Espresso is a concentrated form of coffee served in small, strong shots and is the base for many coffee drinks. It's made from the same beans as coffee but is stronger, thicker, and higher in caffeine. However, because espresso is typically served in smaller servings than coffee, it has less caffeine per serving.
- Origin: Italy
- Temperature: 190°F
- Caffeine: 29-100 mg per shot
- Main Ingredient: ground coffee beans
What Is Espresso?
Espresso (ess-PRESS-oh) is a full-flavored, concentrated form of coffee that is served in “shots.” It is made by forcing pressurized hot water through very finely ground coffee beans using an espresso machine. The result is a liquid stronger than coffee topped with a “crema,” a brown foam that forms when air bubbles combine with the soluble oils of fine-ground coffee and sits on top of a properly pulled shot of espresso. The crema adds to the rich flavor and lingering aftertaste of espresso.

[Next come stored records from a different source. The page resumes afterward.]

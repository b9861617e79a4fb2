//! The fleet deployer core: artifact ingestion, deployment dispatch, and
//! the device-deployment state machine, composed behind one entry point
//! the way `DeployerService` wires together `DeploymentManager` and
//! `Persistence` for the teacher's build pipeline.

pub mod catalog;
pub mod config;
pub mod deployment;
pub mod dispatch;
pub mod error;
pub mod ingestion;
pub mod inventory;
pub mod objectstore;
pub mod parser;
pub mod state_machine;
pub mod tenant;
pub mod workflows;

use std::sync::Arc;

use uuid::Uuid;

use fleet_common::PollRequest;

pub use error::{Error, Result};

use catalog::CatalogStore;
use config::CoreConfig;
use deployment::{DeploymentCreation, NewDeploymentRequest};
use dispatch::Dispatch;
use ingestion::Ingestion;
use ingestion::pipe::SourceStream;
use inventory::InventoryClient;
use objectstore::ObjectStore;
use parser::ArtifactParser;
use state_machine::StateMachine;
use tenant::TenantContext;
use workflows::WorkflowsClient;

/// The composed core, holding one `Arc` of each adapter plus typed
/// configuration. Each subsystem (`Ingestion`, `Dispatch`,
/// `StateMachine`) only needs a subset of the adapters, so `Core`
/// assembles them once and hands out the already-wired subsystem.
pub struct Core {
    pub catalog: Arc<dyn CatalogStore>,
    pub object_store: Arc<dyn ObjectStore>,
    pub parser: Arc<dyn ArtifactParser>,
    pub inventory: Arc<dyn InventoryClient>,
    pub workflows: Arc<dyn WorkflowsClient>,
    pub config: CoreConfig,
}

impl Core {
    pub fn new(
        catalog: Arc<dyn CatalogStore>,
        object_store: Arc<dyn ObjectStore>,
        parser: Arc<dyn ArtifactParser>,
        inventory: Arc<dyn InventoryClient>,
        workflows: Arc<dyn WorkflowsClient>,
        config: CoreConfig,
    ) -> Arc<Self> {
        Arc::new(Self {
            catalog,
            object_store,
            parser,
            inventory,
            workflows,
            config,
        })
    }

    pub fn ingestion(self: &Arc<Self>) -> Arc<Ingestion> {
        Arc::new(Ingestion {
            catalog: self.catalog.clone(),
            object_store: self.object_store.clone(),
            parser: self.parser.clone(),
            workflows: self.workflows.clone(),
            config: self.config.clone(),
        })
    }

    pub fn dispatch(&self) -> Dispatch {
        Dispatch {
            catalog: self.catalog.clone(),
            object_store: self.object_store.clone(),
            workflows: self.workflows.clone(),
            config: self.config.clone(),
        }
    }

    pub fn state_machine(&self) -> StateMachine {
        StateMachine {
            catalog: self.catalog.clone(),
            workflows: self.workflows.clone(),
        }
    }

    pub fn deployment_creation(&self) -> DeploymentCreation {
        DeploymentCreation {
            catalog: self.catalog.clone(),
            inventory: self.inventory.clone(),
            config: self.config.clone(),
        }
    }

    /// Convenience wrapper a poll handler calls directly: dispatch the
    /// device's next deployment, if any (spec §4.2).
    pub async fn poll(
        &self,
        ctx: &TenantContext,
        device_id: &str,
        request: PollRequest,
    ) -> Result<Option<fleet_common::PollResponse>> {
        self.dispatch()
            .get_deployment_for_device_with_current(ctx, device_id, request)
            .await
    }

    /// Ingests an artifact directly from a multipart upload stream
    /// (spec §4.1 `CreateImage`).
    pub async fn create_image(
        self: &Arc<Self>,
        ctx: &TenantContext,
        artifact_id: Option<Uuid>,
        description: Option<String>,
        stream: SourceStream,
    ) -> Result<Uuid> {
        self.ingestion().create_image(ctx, artifact_id, description, stream).await
    }

    /// Creates a deployment, expanding a group or "all devices" target
    /// into an explicit device list (spec §3 `CreateDeployment`).
    pub async fn create_deployment(&self, ctx: &TenantContext, req: NewDeploymentRequest) -> Result<Uuid> {
        self.deployment_creation().create_deployment(ctx, req).await
    }

    /// Edits an artifact's description (spec §3 `EditImage`).
    pub async fn edit_image(
        self: &Arc<Self>,
        artifact_id: Uuid,
        description: Option<String>,
    ) -> Result<()> {
        self.ingestion().edit_image(artifact_id, description).await
    }

    /// Deletes an artifact, if unreferenced (spec §3 `DeleteImage`).
    pub async fn delete_image(self: &Arc<Self>, ctx: &TenantContext, artifact_id: Uuid) -> Result<()> {
        self.ingestion().delete_image(ctx, artifact_id).await
    }

    /// Advances a device-deployment's status (spec §4.3
    /// `UpdateDeviceDeploymentStatus`).
    pub async fn update_device_deployment_status(
        &self,
        ctx: &TenantContext,
        device_deployment_id: Uuid,
        new_status: fleet_common::DeviceDeploymentStatus,
    ) -> Result<()> {
        self.state_machine()
            .update_device_deployment_status(ctx, device_deployment_id, new_status)
            .await
    }

    /// Aborts a whole deployment (spec §4.3 `AbortDeployment`).
    pub async fn abort_deployment(&self, deployment_id: Uuid) -> Result<()> {
        self.state_machine().abort_deployment(deployment_id).await
    }

    /// Decommissions a device: terminates its active device-deployment
    /// and pre-empts every newer pending one (spec §4.3).
    pub async fn decommission_device(&self, ctx: &TenantContext, device_id: &str) -> Result<()> {
        self.state_machine().decommission(ctx, device_id).await
    }

    /// Resolves a group's member devices at deployment-creation time
    /// (spec §4.4 inventory/reporting adapter).
    pub async fn search_devices(
        &self,
        ctx: &TenantContext,
        params: inventory::SearchParams,
    ) -> Result<inventory::SearchResult> {
        Ok(self.inventory.search(&ctx.tenant, params).await?)
    }
}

Espresso is made using the exact same plant as coffee, and is grown, processed, and roasted the same way. Any origin and roast coffee can be used to make espresso. The difference between coffee and espresso is in the grind and the treatment of the beans. The beans are ground to a finer consistency than coffee and firmly packed before hot water is forced through using an espresso machine. This results in a shot of espresso, which can be enjoyed as-is or used to make a long list of drinks including a cappuccino or Americano.
Espresso has all of the same flavors of coffee but amplified—bitter, lightly sweet, acidic, toasty. The exact flavor profile will vary depending on the coffee roast. It has a thicker, creamier texture than coffee.
3 Health Benefits of Espresso:
While consuming too much caffeine carries certain health risks, just the right amount of espresso has a number of health benefits.
Studies have shown that the right amount of caffeine helps improve cell functionality, acting as a preventive measure against things like heart disease. In fact, regular coffee drinkers may be up to 19 percent less likely to die from cardiovascular disease.
A number of studies have shown that regular coffee consumption can greatly reduce the risk of cirrhosis, a liver disease often caused by heavy use of alcohol.
Drinking espresso may help reduce your risk of developing Alzheimer's disease or dementia. A number of studies about brain health and caffeine consumption conclude that regular, moderate coffee or espresso intake reduces the risk of cognitive decline.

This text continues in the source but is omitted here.